[Material for the task Boundary: Start]

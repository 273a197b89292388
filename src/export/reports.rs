//! The three report emitters. Each writes one artifact from the complete
//! record set; the orchestrator catches and logs each one's failure
//! independently so a bad spreadsheet never blocks the JSON dump.

use crate::export::MessageRecord;

use anyhow::Context as _;
use std::collections::BTreeSet;
use std::io::Write as _;
use std::path::{Path, PathBuf};

/// Serialize the full ordered record set to `messages.json`.
pub fn write_json(records: &[MessageRecord], channel_dir: &Path) -> anyhow::Result<PathBuf> {
    let path = channel_dir.join("messages.json");
    let content = serde_json::to_vec_pretty(records).context("failed to serialize records")?;
    std::fs::write(&path, content)
        .with_context(|| format!("failed to write {}", path.display()))?;
    Ok(path)
}

/// Write the fixed column subset to `messages.xlsx`, one row per record in
/// record order. The two list columns join their entries with newlines.
pub fn write_xlsx(records: &[MessageRecord], channel_dir: &Path) -> anyhow::Result<PathBuf> {
    let path = channel_dir.join("messages.xlsx");
    let mut workbook = rust_xlsxwriter::Workbook::new();
    let worksheet = workbook.add_worksheet();

    let headers = [
        "date/time",
        "name",
        "content",
        "attachment_urls",
        "attachment_paths",
    ];
    for (column, header) in headers.iter().enumerate() {
        worksheet.write_string(0, column as u16, *header)?;
    }

    for (index, record) in records.iter().enumerate() {
        let row = (index + 1) as u32;
        let urls: Vec<&str> = record
            .attachments
            .iter()
            .map(|a| a.url.as_str())
            .collect();
        let paths: Vec<&str> = record
            .attachments
            .iter()
            .filter_map(|a| a.local_path.as_deref())
            .collect();

        worksheet.write_string(row, 0, &record.timestamp)?;
        worksheet.write_string(row, 1, &record.name)?;
        worksheet.write_string(row, 2, &record.content)?;
        worksheet.write_string(row, 3, urls.join("\n"))?;
        worksheet.write_string(row, 4, paths.join("\n"))?;
    }

    workbook
        .save(&path)
        .with_context(|| format!("failed to write {}", path.display()))?;
    Ok(path)
}

/// Partition records by the 4-character year prefix of their timestamp and
/// write one human-readable `messages_<year>.txt` per distinct year. Every
/// record lands in exactly one file.
pub fn write_yearly_text(
    records: &[MessageRecord],
    channel_dir: &Path,
) -> anyhow::Result<Vec<PathBuf>> {
    let years: BTreeSet<&str> = records
        .iter()
        .filter(|record| record.timestamp.len() >= 4)
        .map(|record| &record.timestamp[..4])
        .collect();

    let mut paths = Vec::with_capacity(years.len());
    for year in years {
        let path = channel_dir.join(format!("messages_{year}.txt"));
        let file = std::fs::File::create(&path)
            .with_context(|| format!("failed to create {}", path.display()))?;
        let mut writer = std::io::BufWriter::new(file);

        for record in records.iter().filter(|r| r.timestamp.starts_with(year)) {
            writeln!(writer, "Date/Time: {}", record.timestamp)?;
            writeln!(writer, "Name: {}", record.name)?;
            writeln!(writer, "Content: {}", record.content)?;
            writeln!(writer, "Attachments:")?;
            for attachment in &record.attachments {
                writeln!(writer, "    URL: {}", attachment.url)?;
                match &attachment.local_path {
                    Some(local_path) => writeln!(writer, "    Local Path: {local_path}")?,
                    None => writeln!(writer, "    Local Path: (not downloaded)")?,
                }
            }
            writeln!(writer)?;
            writeln!(writer)?;
        }

        writer
            .flush()
            .with_context(|| format!("failed to flush {}", path.display()))?;
        paths.push(path);
    }

    Ok(paths)
}
//! Chat platform seam.
//!
//! The export pipeline only ever talks to a [`ChatClient`]; the Discord REST
//! implementation lives in [`discord`]. Tests drive the pipeline with an
//! in-memory client.

pub mod discord;

pub use discord::DiscordClient;

use crate::{ChannelInfo, ChatMessage, Result};

/// The platform capabilities the exporter needs: resolve a channel, page
/// through its history, post text into it, and fetch attachment bytes.
pub trait ChatClient {
    /// Resolve a channel id. Fails with [`crate::ExportError::ChannelNotFound`]
    /// when the platform does not know the id.
    async fn channel_info(&self, channel_id: u64) -> Result<ChannelInfo>;

    /// One page of up to `limit` messages with ids strictly greater than
    /// `after`, ascending. `None` means "from the beginning". An empty page
    /// means the history is exhausted.
    async fn messages_after(
        &self,
        channel_id: u64,
        after: Option<u64>,
        limit: u8,
    ) -> Result<Vec<ChatMessage>>;

    /// Post a text message into the channel.
    async fn send_message(&self, channel_id: u64, text: &str) -> Result<()>;

    /// Fetch the raw bytes behind an attachment URL.
    async fn download(&self, url: &str) -> Result<Vec<u8>>;
}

[Material for the task Boundary: End]

> [Instructions for the task]:
Please print the material again in full, exactly as it is.

> [Written solution]:
repository 273a197b89292388
filename src/export/reports.rs
//! The three report emitters. Each writes one artifact from the complete
//! record set; the orchestrator catches and logs each one's failure
//! independently so a bad spreadsheet never blocks the JSON dump.

use crate::export::MessageRecord;

use anyhow::Context as _;
use std::collections::BTreeSet;
use std::io::Write as _;
use std::path::{Path, PathBuf};

/// Serialize the full ordered record set to `messages.json`.
pub fn write_json(records: &[MessageRecord], channel_dir: &Path) -> anyhow::Result<PathBuf> {
    let path = channel_dir.join("messages.json");
    let content = serde_json::to_vec_pretty(records).context("failed to serialize records")?;
    std::fs::write(&path, content)
        .with_context(|| format!("failed to write {}", path.display()))?;
    Ok(path)
}

/// Write the fixed column subset to `messages.xlsx`, one row per record in
/// record order. The two list columns join their entries with newlines.
pub fn write_xlsx(records: &[MessageRecord], channel_dir: &Path) -> anyhow::Result<PathBuf> {
    let path = channel_dir.join("messages.xlsx");
    let mut workbook = rust_xlsxwriter::Workbook::new();
    let worksheet = workbook.add_worksheet();

    let headers = [
        "date/time",
        "name",
        "content",
        "attachment_urls",
        "attachment_paths",
    ];
    for (column, header) in headers.iter().enumerate() {
        worksheet.write_string(0, column as u16, *header)?;
    }

    for (index, record) in records.iter().enumerate() {
        let row = (index + 1) as u32;
        let urls: Vec<&str> = record
            .attachments
            .iter()
            .map(|a| a.url.as_str())
            .collect();
        let paths: Vec<&str> = record
            .attachments
            .iter()
            .filter_map(|a| a.local_path.as_deref())
            .collect();

        worksheet.write_string(row, 0, &record.timestamp)?;
        worksheet.write_string(row, 1, &record.name)?;
        worksheet.write_string(row, 2, &record.content)?;
        worksheet.write_string(row, 3, urls.join("\n"))?;
        worksheet.write_string(row, 4, paths.join("\n"))?;
    }

    workbook
        .save(&path)
        .with_context(|| format!("failed to write {}", path.display()))?;
    Ok(path)
}

/// Partition records by the 4-character year prefix of their timestamp and
/// write one human-readable `messages_<year>.txt` per distinct year. Every
/// record lands in exactly one file.
pub fn write_yearly_text(
    records: &[MessageRecord],
    channel_dir: &Path,
) -> anyhow::Result<Vec<PathBuf>> {
    let years: BTreeSet<&str> = records
        .iter()
        .filter(|record| record.timestamp.len() >= 4)
        .map(|record| &record.timestamp[..4])
        .collect();

    let mut paths = Vec::with_capacity(years.len());
    for year in years {
        let path = channel_dir.join(format!("messages_{year}.txt"));
        let file = std::fs::File::create(&path)
            .with_context(|| format!("failed to create {}", path.display()))?;
        let mut writer = std::io::BufWriter::new(file);

        for record in records.iter().filter(|r| r.timestamp.starts_with(year)) {
            writeln!(writer, "Date/Time: {}", record.timestamp)?;
            writeln!(writer, "Name: {}", record.name)?;
            writeln!(writer, "Content: {}", record.content)?;
            writeln!(writer, "Attachments:")?;
            for attachment in &record.attachments {
                writeln!(writer, "    URL: {}", attachment.url)?;
                match &attachment.local_path {
                    Some(local_path) => writeln!(writer, "    Local Path: {local_path}")?,
                    None => writeln!(writer, "    Local Path: (not downloaded)")?,
                }
            }
            writeln!(writer)?;
            writeln!(writer)?;
        }

        writer
            .flush()
            .with_context(|| format!("failed to flush {}", path.display()))?;
        paths.push(path);
    }

    Ok(paths)
}
//! Chat platform seam.
//!
//! The export pipeline only ever talks to a [`ChatClient`]; the Discord REST
//! implementation lives in [`discord`]. Tests drive the pipeline with an
//! in-memory client.

pub mod discord;

pub use discord::DiscordClient;

use crate::{ChannelInfo, ChatMessage, Result};

/// The platform capabilities the exporter needs: resolve a channel, page
/// through its history, post text into it, and fetch attachment bytes.
pub trait ChatClient {
    /// Resolve a channel id. Fails with [`crate::ExportError::ChannelNotFound`]
    /// when the platform does not know the id.
    async fn channel_info(&self, channel_id: u64) -> Result<ChannelInfo>;

    /// One page of up to `limit` messages with ids strictly greater than
    /// `after`, ascending. `None` means "from the beginning". An empty page
    /// means the history is exhausted.
    async fn messages_after(
        &self,
        channel_id: u64,
        after: Option<u64>,
        limit: u8,
    ) -> Result<Vec<ChatMessage>>;

    /// Post a text message into the channel.
    async fn send_message(&self, channel_id: u64, text: &str) -> Result<()>;

    /// Fetch the raw bytes behind an attachment URL.
    async fn download(&self, url: &str) -> Result<Vec<u8>>;
}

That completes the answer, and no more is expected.